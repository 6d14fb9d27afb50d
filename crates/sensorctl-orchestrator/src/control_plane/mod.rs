//! Control-plane client for the sensor inventory API

mod client;
mod retry;

use async_trait::async_trait;
use serde::{Deserialize, Serialize};

use sensorctl_core::config::DeployDefaults;
use sensorctl_core::Sensor;

use crate::error::ControlPlaneError;

pub use client::HttpControlPlane;
pub use retry::RetryableCall;

/// Payload for provisioning a new sensor
#[derive(Debug, Clone, PartialEq, Eq, Serialize, Deserialize)]
pub struct CreateRequest {
    pub development_branch: String,
    pub team_name: String,
    pub username: String,
}

impl From<&DeployDefaults> for CreateRequest {
    fn from(defaults: &DeployDefaults) -> Self {
        Self {
            development_branch: defaults.branch.clone(),
            team_name: defaults.team.clone(),
            username: defaults.username.clone(),
        }
    }
}

/// Port onto the sensor inventory API
///
/// `fetch`, `create` and `delete` retry internally and fail only once the
/// attempt budget is spent.
#[async_trait]
pub trait ControlPlane: Send + Sync {
    /// Current record for `name`; a sensor the API no longer knows comes back
    /// as [`Sensor::deleted`] rather than an error.
    async fn fetch(&self, name: &str) -> Result<Sensor, ControlPlaneError>;

    /// Provision a sensor and return its name
    async fn create(&self, request: &CreateRequest) -> Result<String, ControlPlaneError>;

    async fn delete(&self, name: &str) -> Result<(), ControlPlaneError>;

    /// Whether the API answers at all
    async fn ping(&self) -> bool;
}
//! sensorctl-orchestrator: Drives long-running operations against sensors
//!
//! The orchestrator owns one state machine per in-flight operation and a
//! cached copy of the sensor inventory. All mutation happens on a single
//! event loop; every network or SSH call runs on its own task and reports
//! back with a message.

pub mod control_plane;
pub mod error;
pub mod event;
pub mod operation;
pub mod orchestrator;
pub mod probe;
pub mod remote;
pub mod snapshot;
mod tasks;

pub use control_plane::{ControlPlane, HttpControlPlane};
pub use error::{FailureCategory, OperationError};
pub use event::{Command, Event};
pub use orchestrator::{Orchestrator, OrchestratorHandle, Services};
pub use remote::{RemoteRunner, SshGateway};
pub use snapshot::OrchestratorSnapshot;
○ ○ ○
--- EXERCISE OBJECTIVE ---
Lines containing the word "CreateRequest" must be found in the data above and copied.

--- YOUR SOLUTION ---
pub struct CreateRequest {
impl From<&DeployDefaults> for CreateRequest {
    async fn create(&self, request: &CreateRequest) -> Result<String, ControlPlaneError>;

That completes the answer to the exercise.